I knew enough about Tom's condition not to take this personally. There could have been any number of reasons for him to have left in the middle of the tune like that, and there was no point in worrying about what they were. More pressing was the question of what to actually do about it. I considered simply stopping right where I was, walking off the stage myself, and forgetting the whole thing. I considered just finishing up the melody and cutting it off there. But what I decided was this: people are there listening, so I might as well give them some music. So I played the rest of the melody myself, took a rather perfunctory but serviceable solo chorus, and as I was getting ready to play the head out, Tom rejoined me, so we did finish the tune together. The bassist and drummer came back with him, and Tom asked if I would join them for a tune everyone knew, so we played Like Someone In Love." The bassist informed me they did this in Ab, which is not one of the three keys this tune is most commonly played in. But I had spent the better part of two years learning to handle just that sort of situation - basically teaching myself to transpose by ear. So while it might not have been a great performance on my part, I acquitted myself well enough. And that was that.

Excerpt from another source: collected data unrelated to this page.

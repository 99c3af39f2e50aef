//! Runtime environment of the server.
//!
//! Responsibilities:
//! - Define the closed set of environments the server can run in.
//! - Parse environment names from file and env-var input.
//!
//! Invariants:
//! - Parsing is case-insensitive and ignores surrounding whitespace.
//! - Unrecognized names are rejected; there is no catch-all variant.

use serde::{Deserialize, Deserializer, Serialize, Serializer};
use std::fmt;
use std::str::FromStr;

/// Runtime mode of the server. Drives the security-alert scanner.
#[derive(Debug, Clone, Copy, PartialEq, Eq, Hash, Default)]
pub enum Environment {
    /// Live deployment.
    Production,
    /// Local development.
    #[default]
    Development,
    /// Pre-production testing.
    Staging,
}

/// Error returned when an environment name is not recognized.
#[derive(Debug, Clone, PartialEq, Eq, thiserror::Error)]
#[error("unknown environment '{0}' (expected one of: production, development, staging)")]
pub struct UnknownEnvironment(pub String);

impl Environment {
    /// All environments, in declaration order.
    pub const ALL: [Environment; 3] = [
        Environment::Production,
        Environment::Development,
        Environment::Staging,
    ];

    /// Canonical lower-case name.
    pub fn as_str(&self) -> &'static str {
        match self {
            Environment::Production => "production",
            Environment::Development => "development",
            Environment::Staging => "staging",
        }
    }
}

impl fmt::Display for Environment {
    fn fmt(&self, f: &mut fmt::Formatter<'_>) -> fmt::Result {
        f.write_str(self.as_str())
    }
}

impl FromStr for Environment {
    type Err = UnknownEnvironment;

    fn from_str(s: &str) -> Result<Self, Self::Err> {
        let trimmed = s.trim();
        Environment::ALL
            .into_iter()
            .find(|env| env.as_str().eq_ignore_ascii_case(trimmed))
            .ok_or_else(|| UnknownEnvironment(s.to_string()))
    }
}

impl Serialize for Environment {
    fn serialize<S>(&self, serializer: S) -> Result<S::Ok, S::Error>
    where
        S: Serializer,
    {
        serializer.serialize_str(self.as_str())
    }
}

impl<'de> Deserialize<'de> for Environment {
    fn deserialize<D>(deserializer: D) -> Result<Self, D::Error>
    where
        D: Deserializer<'de>,
    {
        let raw = String::deserialize(deserializer)?;
        raw.parse().map_err(serde::de::Error::custom)
    }
}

After the show, we speculated on what happened. Someone suggested to me that perhaps Tom had left because he felt bad about doing an encore without the rest of his band. Someone else told me the piano was turned up fairly high in the monitors because Tom had a relatively light touch, and when I played with my heavier touch, it may have been too loud for him. Just this week when my wife interviewed him for her radio show on KUVO, we learned that Sail Away has major personal significance for Tom, and it is possible that whatever he was thinking, he may have been overcome with emotion as well. But I cannot discount karma as an explanation, either.

I did get to talk to Tom myself a little right after playing with him, but of course I didn't come out and directly ask about that, and I think I'm just as happy not having a definitive answer. Oh well. I got to hear a nice concert, had a great time on Like Someone In Love, had that surreal ten second experience on Sail Away, and most of all, came away with a story to tell. Not a bad way to spend one's 40th birthday. Tom, if you're reading this, thank you!